Saved data entries:
■ ■ ■
// SPDX-License-Identifier: AGPL-3.0
// Copy To Download CLI - Main entry point
//
// Desktop host for the copy-to-download plugin.

mod host;

use anyhow::{Context, Result};
use clap::{Parser, Subcommand};
use copy_to_download_core::bridge::{ACTION_COPY_NATIVE_PATHS, ACTION_COPY_TO_DOWNLOAD};
use copy_to_download_core::{AppSettings, BridgeEvent, DownloadHistory, PluginBridge, SettingsStore};
use host::{PromptMode, TerminalPermissionHost};
use serde_json::json;
use std::path::PathBuf;
use std::process::ExitCode;
use std::thread;

#[derive(Parser)]
#[command(
    name = "copy-to-download",
    version,
    about = "Copy a file into the Download directory and register it as a download"
)]
struct Cli {
    /// Settings file to use instead of the per-user one
    #[arg(long, env = "COPY_TO_DOWNLOAD_SETTINGS")]
    settings: Option<PathBuf>,

    /// Grant write access without asking
    #[arg(long, short = 'y', conflicts_with = "deny")]
    yes: bool,

    /// Refuse write access without asking
    #[arg(long)]
    deny: bool,

    #[command(subcommand)]
    command: Command,
}

#[derive(Subcommand)]
enum Command {
    /// Copy a file into the Download directory and register it
    Copy {
        /// `file://` URI or absolute path of the file to copy
        path: String,
        /// Title shown in the downloads list (defaults to the file name)
        #[arg(long)]
        title: Option<String>,
        #[arg(long, default_value = "")]
        description: String,
        #[arg(long, default_value = "application/octet-stream")]
        mime_type: String,
        /// Let media indexers pick up the copy
        #[arg(long)]
        scannable: bool,
        /// Show a notification once the download is registered
        #[arg(long)]
        notify: bool,
        /// Override the Download directory for this run
        #[arg(long)]
        download_dir: Option<PathBuf>,
        /// Copy buffer size in bytes
        #[arg(long)]
        buffer_size: Option<usize>,
        /// Stage the copy in a temporary file and rename it into place
        #[arg(long)]
        atomic: bool,
    },
    /// Copy a file into a directory, both given as file URLs
    CopyNative {
        source_url: String,
        target_dir_url: String,
    },
    /// List registered downloads
    History,
    /// Forget all registered downloads
    ClearHistory,
}

fn main() -> ExitCode {
    tracing_subscriber::fmt()
        .with_writer(std::io::stderr)
        .with_env_filter(
            tracing_subscriber::EnvFilter::from_default_env()
                .add_directive("copy_to_download=info".parse().unwrap())
                .add_directive("copy_to_download_core=info".parse().unwrap()),
        )
        .init();

    match run(Cli::parse()) {
        Ok(()) => ExitCode::SUCCESS,
        Err(e) => {
            eprintln!("{:#}", e);
            ExitCode::FAILURE
        }
    }
}

fn run(cli: Cli) -> Result<()> {
    let store = match &cli.settings {
        Some(path) => SettingsStore::open(path.clone()),
        None => SettingsStore::new(),
    }
    .context("Failed to load settings")?;
    let mut settings = store.get();

    let mode = if cli.yes {
        PromptMode::AssumeYes
    } else if cli.deny {
        PromptMode::AssumeNo
    } else {
        PromptMode::Ask
    };

    match cli.command {
        Command::Copy {
            path,
            title,
            description,
            mime_type,
            scannable,
            notify,
            download_dir,
            buffer_size,
            atomic,
        } => {
            if download_dir.is_some() {
                settings.download_dir = download_dir;
            }
            if let Some(size) = buffer_size {
                settings.buffer_size = size;
            }
            settings.atomic_copy |= atomic;

            let title = title.unwrap_or_else(|| default_title(&path));
            let args = vec![
                json!(path),
                json!(title),
                json!(description),
                json!(scannable),
                json!(mime_type),
                json!(notify),
            ];

            let handle = invoke(&settings, mode, ACTION_COPY_TO_DOWNLOAD, args)?;
            println!("{}", handle);
        }
        Command::CopyNative {
            source_url,
            target_dir_url,
        } => {
            let args = vec![json!(source_url), json!(target_dir_url)];
            let url = invoke(&settings, mode, ACTION_COPY_NATIVE_PATHS, args)?;
            println!("{}", url);
        }
        Command::History => {
            let history = DownloadHistory::new(settings.history_limit)?;
            println!("{}", serde_json::to_string_pretty(&history.list())?);
        }
        Command::ClearHistory => {
            let history = DownloadHistory::new(settings.history_limit)?;
            history.clear()?;
            tracing::info!("Download history cleared");
        }
    }

    Ok(())
}

/// Run one plugin action through the bridge and wait for its result
fn invoke(
    settings: &AppSettings,
    mode: PromptMode,
    action: &str,
    args: Vec<serde_json::Value>,
) -> Result<String> {
    let bridge = PluginBridge::from_settings(TerminalPermissionHost::new(mode), settings)?;

    // Event listener, standing in for system notifications
    let events = bridge.event_receiver();
    let listener = thread::spawn(move || {
        while let Ok(event) = events.recv_blocking() {
            match event {
                BridgeEvent::DownloadRegistered {
                    title,
                    show_notification: true,
                    ..
                } => eprintln!("Download complete: {}", title),
                BridgeEvent::PermissionRequested {
                    request_code,
                    capability,
                } => {
                    tracing::debug!("Waiting for {} decision (request code {})", capability, request_code);
                }
                _ => {}
            }
        }
    });

    let result = bridge.execute_blocking(action, args);

    drop(bridge);
    let _ = listener.join();

    result.map_err(anyhow::Error::msg)
}

fn default_title(reference: &str) -> String {
    reference
        .trim_end_matches('/')
        .rsplit('/')
        .next()
        .filter(|name| !name.is_empty())
        .unwrap_or(reference)
        .to_string()
}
■ ■ ■
The records above need to be output again, verbatim.

// SPDX-License-Identifier: AGPL-3.0
// Copy To Download CLI - Main entry point
//
// Desktop host for the copy-to-download plugin.

mod host;

use anyhow::{Context, Result};
use clap::{Parser, Subcommand};
use copy_to_download_core::bridge::{ACTION_COPY_NATIVE_PATHS, ACTION_COPY_TO_DOWNLOAD};
use copy_to_download_core::{AppSettings, BridgeEvent, DownloadHistory, PluginBridge, SettingsStore};
use host::{PromptMode, TerminalPermissionHost};
use serde_json::json;
use std::path::PathBuf;
use std::process::ExitCode;
use std::thread;

#[derive(Parser)]
#[command(
    name = "copy-to-download",
    version,
    about = "Copy a file into the Download directory and register it as a download"
)]
struct Cli {
    /// Settings file to use instead of the per-user one
    #[arg(long, env = "COPY_TO_DOWNLOAD_SETTINGS")]
    settings: Option<PathBuf>,

    /// Grant write access without asking
    #[arg(long, short = 'y', conflicts_with = "deny")]
    yes: bool,

    /// Refuse write access without asking
    #[arg(long)]
    deny: bool,

    #[command(subcommand)]
    command: Command,
}

#[derive(Subcommand)]
enum Command {
    /// Copy a file into the Download directory and register it
    Copy {
        /// `file://` URI or absolute path of the file to copy
        path: String,
        /// Title shown in the downloads list (defaults to the file name)
        #[arg(long)]
        title: Option<String>,
        #[arg(long, default_value = "")]
        description: String,
        #[arg(long, default_value = "application/octet-stream")]
        mime_type: String,
        /// Let media indexers pick up the copy
        #[arg(long)]
        scannable: bool,
        /// Show a notification once the download is registered
        #[arg(long)]
        notify: bool,
        /// Override the Download directory for this run
        #[arg(long)]
        download_dir: Option<PathBuf>,
        /// Copy buffer size in bytes
        #[arg(long)]
        buffer_size: Option<usize>,
        /// Stage the copy in a temporary file and rename it into place
        #[arg(long)]
        atomic: bool,
    },
    /// Copy a file into a directory, both given as file URLs
    CopyNative {
        source_url: String,
        target_dir_url: String,
    },
    /// List registered downloads
    History,
    /// Forget all registered downloads
    ClearHistory,
}

fn main() -> ExitCode {
    tracing_subscriber::fmt()
        .with_writer(std::io::stderr)
        .with_env_filter(
            tracing_subscriber::EnvFilter::from_default_env()
                .add_directive("copy_to_download=info".parse().unwrap())
                .add_directive("copy_to_download_core=info".parse().unwrap()),
        )
        .init();

    match run(Cli::parse()) {
        Ok(()) => ExitCode::SUCCESS,
        Err(e) => {
            eprintln!("{:#}", e);
            ExitCode::FAILURE
        }
    }
}

fn run(cli: Cli) -> Result<()> {
    let store = match &cli.settings {
        Some(path) => SettingsStore::open(path.clone()),
        None => SettingsStore::new(),
    }
    .context("Failed to load settings")?;
    let mut settings = store.get();

    let mode = if cli.yes {
        PromptMode::AssumeYes
    } else if cli.deny {
        PromptMode::AssumeNo
    } else {
        PromptMode::Ask
    };

    match cli.command {
        Command::Copy {
            path,
            title,
            description,
            mime_type,
            scannable,
            notify,
            download_dir,
            buffer_size,
            atomic,
        } => {
            if download_dir.is_some() {
                settings.download_dir = download_dir;
            }
            if let Some(size) = buffer_size {
                settings.buffer_size = size;
            }
            settings.atomic_copy |= atomic;

            let title = title.unwrap_or_else(|| default_title(&path));
            let args = vec![
                json!(path),
                json!(title),
                json!(description),
                json!(scannable),
                json!(mime_type),
                json!(notify),
            ];

            let handle = invoke(&settings, mode, ACTION_COPY_TO_DOWNLOAD, args)?;
            println!("{}", handle);
        }
        Command::CopyNative {
            source_url,
            target_dir_url,
        } => {
            let args = vec![json!(source_url), json!(target_dir_url)];
            let url = invoke(&settings, mode, ACTION_COPY_NATIVE_PATHS, args)?;
            println!("{}", url);
        }
        Command::History => {
            let history = DownloadHistory::new(settings.history_limit)?;
            println!("{}", serde_json::to_string_pretty(&history.list())?);
        }
        Command::ClearHistory => {
            let history = DownloadHistory::new(settings.history_limit)?;
            history.clear()?;
            tracing::info!("Download history cleared");
        }
    }

    Ok(())
}

/// Run one plugin action through the bridge and wait for its result
fn invoke(
    settings: &AppSettings,
    mode: PromptMode,
    action: &str,
    args: Vec<serde_json::Value>,
) -> Result<String> {
    let bridge = PluginBridge::from_settings(TerminalPermissionHost::new(mode), settings)?;

    // Event listener, standing in for system notifications
    let events = bridge.event_receiver();
    let listener = thread::spawn(move || {
        while let Ok(event) = events.recv_blocking() {
            match event {
                BridgeEvent::DownloadRegistered {
                    title,
                    show_notification: true,
                    ..
                } => eprintln!("Download complete: {}", title),
                BridgeEvent::PermissionRequested {
                    request_code,
                    capability,
                } => {
                    tracing::debug!("Waiting for {} decision (request code {})", capability, request_code);
                }
                _ => {}
            }
        }
    });

    let result = bridge.execute_blocking(action, args);

    drop(bridge);
    let _ = listener.join();

    result.map_err(anyhow::Error::msg)
}

fn default_title(reference: &str) -> String {
    reference
        .trim_end_matches('/')
        .rsplit('/')
        .next()
        .filter(|name| !name.is_empty())
        .unwrap_or(reference)
        .to_string()
}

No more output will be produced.